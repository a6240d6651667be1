//! Learner progress and course enrollment.

use rusqlite::{params, Connection, OptionalExtension};
use serde::Serialize;
use uuid::Uuid;

use super::{load_node, owner_of, Node, NodeKind};
use crate::db::now_ts;
use crate::error::{ContentError, ContentResult};

#[derive(Clone, Debug, Serialize)]
#[serde(rename_all = "camelCase")]
pub struct UserProgress {
    pub user_id: String,
    pub chapter_id: String,
    pub section_id: Option<String>,
    pub is_completed: bool,
    pub created_at: String,
    pub updated_at: String,
}

#[derive(Clone, Debug, Serialize)]
#[serde(rename_all = "camelCase")]
pub struct Purchase {
    pub id: String,
    pub user_id: String,
    pub course_id: String,
    pub created_at: String,
}

#[derive(Clone, Debug, Serialize)]
#[serde(rename_all = "camelCase")]
pub struct CourseProgress {
    pub course_id: String,
    pub title: String,
    pub percentage: u32,
}

#[derive(Clone, Debug, Default, Serialize)]
#[serde(rename_all = "camelCase")]
pub struct Dashboard {
    pub completed: Vec<CourseProgress>,
    pub in_progress: Vec<CourseProgress>,
}

/// Records a purchase for a published course. Repeated calls return the
/// original record.
pub fn record_purchase(conn: &Connection, user_id: &str, course_id: &str) -> ContentResult<Purchase> {
    let course = load_node(conn, NodeKind::Course, course_id)?;
    if !course.is_published() {
        return Err(ContentError::invalid_with(
            "course is not published",
            vec!["course_not_published".to_string()],
        ));
    }
    conn.execute(
        "INSERT OR IGNORE INTO purchases(id, user_id, course_id, created_at) VALUES(?, ?, ?, ?)",
        params![Uuid::new_v4().to_string(), user_id, course_id, now_ts()],
    )
    .map_err(ContentError::from_write)?;
    let purchase = conn.query_row(
        "SELECT id, user_id, course_id, created_at FROM purchases WHERE user_id = ? AND course_id = ?",
        params![user_id, course_id],
        |r| {
            Ok(Purchase {
                id: r.get(0)?,
                user_id: r.get(1)?,
                course_id: r.get(2)?,
                created_at: r.get(3)?,
            })
        },
    )?;
    tracing::info!(user_id, course_id, "purchase recorded");
    Ok(purchase)
}

pub fn has_purchased(conn: &Connection, user_id: &str, course_id: &str) -> ContentResult<bool> {
    Ok(conn
        .query_row(
            "SELECT 1 FROM purchases WHERE user_id = ? AND course_id = ?",
            params![user_id, course_id],
            |_| Ok(()),
        )
        .optional()?
        .is_some())
}

/// Upserts the (user, chapter) progress row. `section_id` is linked only when
/// the row is first created.
pub fn mark_progress(
    conn: &Connection,
    user_id: &str,
    chapter_id: &str,
    section_id: Option<&str>,
    completed: bool,
) -> ContentResult<UserProgress> {
    let Node::Chapter(chapter) = load_node(conn, NodeKind::Chapter, chapter_id)? else {
        return Err(ContentError::not_found(NodeKind::Chapter, chapter_id));
    };
    if let Some(section_id) = section_id {
        let parent: Option<String> = conn
            .query_row(
                "SELECT chapter_id FROM sections WHERE id = ?",
                [section_id],
                |r| r.get(0),
            )
            .optional()?;
        match parent {
            None => return Err(ContentError::not_found(NodeKind::Section, section_id)),
            Some(p) if p != chapter_id => {
                return Err(ContentError::invalid_with(
                    "section does not belong to chapter",
                    vec![format!("not_a_child:{}", section_id)],
                ))
            }
            Some(_) => {}
        }
    }

    let owner = owner_of(conn, NodeKind::Course, &chapter.course_id)?;
    let allowed = chapter.is_free
        || owner == user_id
        || has_purchased(conn, user_id, &chapter.course_id)?;
    if !allowed {
        return Err(ContentError::forbidden(NodeKind::Chapter, chapter_id));
    }

    let ts = now_ts();
    conn.execute(
        "INSERT INTO user_progress(user_id, chapter_id, section_id, is_completed, created_at, updated_at)
         VALUES(?, ?, ?, ?, ?, ?)
         ON CONFLICT(user_id, chapter_id) DO UPDATE SET
           is_completed = excluded.is_completed,
           updated_at = excluded.updated_at",
        params![user_id, chapter_id, section_id, i64::from(completed), ts, ts],
    )
    .map_err(ContentError::from_write)?;

    tracing::debug!(user_id, chapter_id, completed, "progress marked");
    load_progress(conn, user_id, chapter_id)
}

fn load_progress(conn: &Connection, user_id: &str, chapter_id: &str) -> ContentResult<UserProgress> {
    Ok(conn.query_row(
        "SELECT user_id, chapter_id, section_id, is_completed, created_at, updated_at
         FROM user_progress WHERE user_id = ? AND chapter_id = ?",
        params![user_id, chapter_id],
        |r| {
            Ok(UserProgress {
                user_id: r.get(0)?,
                chapter_id: r.get(1)?,
                section_id: r.get(2)?,
                is_completed: r.get::<_, i64>(3)? != 0,
                created_at: r.get(4)?,
                updated_at: r.get(5)?,
            })
        },
    )?)
}

/// Completed chapter ids for `user_id` under `course_id`.
pub fn completed_chapters(conn: &Connection, user_id: &str, course_id: &str) -> ContentResult<Vec<String>> {
    let mut stmt = conn.prepare(
        "SELECT up.chapter_id
         FROM user_progress up
         JOIN chapters ch ON ch.id = up.chapter_id
         WHERE up.user_id = ? AND ch.course_id = ? AND up.is_completed = 1",
    )?;
    let ids = stmt
        .query_map(params![user_id, course_id], |r| r.get::<_, String>(0))?
        .collect::<Result<Vec<_>, _>>()?;
    Ok(ids)
}

/// Completed published chapters over published chapters, floored to a
/// whole percent. A course without published chapters is at 0.
pub fn course_completion_percentage(
    conn: &Connection,
    user_id: &str,
    course_id: &str,
) -> ContentResult<u32> {
    load_node(conn, NodeKind::Course, course_id)?;
    let published: i64 = conn.query_row(
        "SELECT COUNT(*) FROM chapters WHERE course_id = ? AND is_published = 1",
        [course_id],
        |r| r.get(0),
    )?;
    if published == 0 {
        return Ok(0);
    }
    let completed: i64 = conn.query_row(
        "SELECT COUNT(DISTINCT up.chapter_id)
         FROM user_progress up
         JOIN chapters ch ON ch.id = up.chapter_id
         WHERE up.user_id = ? AND ch.course_id = ? AND ch.is_published = 1 AND up.is_completed = 1",
        params![user_id, course_id],
        |r| r.get(0),
    )?;
    Ok(u32::try_from(completed * 100 / published).unwrap_or(100))
}

/// Purchased courses split by whether every published chapter is complete.
pub fn dashboard(conn: &Connection, user_id: &str) -> ContentResult<Dashboard> {
    let mut stmt = conn.prepare(
        "SELECT c.id, c.title
         FROM purchases p
         JOIN courses c ON c.id = p.course_id
         WHERE p.user_id = ?
         ORDER BY p.created_at, c.id",
    )?;
    let courses = stmt
        .query_map([user_id], |r| Ok((r.get::<_, String>(0)?, r.get::<_, String>(1)?)))?
        .collect::<Result<Vec<_>, _>>()?;

    let mut out = Dashboard::default();
    for (course_id, title) in courses {
        let percentage = course_completion_percentage(conn, user_id, &course_id)?;
        let entry = CourseProgress {
            course_id,
            title,
            percentage,
        };
        if percentage >= 100 {
            out.completed.push(entry);
        } else {
            out.in_progress.push(entry);
        }
    }
    Ok(out)
}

▬▬▬▬▬▬▬▬▬▬

When a line in the records above contains the word "Dashboard", copy it.

pub struct Dashboard {
pub fn dashboard(conn: &Connection, user_id: &str) -> ContentResult<Dashboard> {
    let mut out = Dashboard::default();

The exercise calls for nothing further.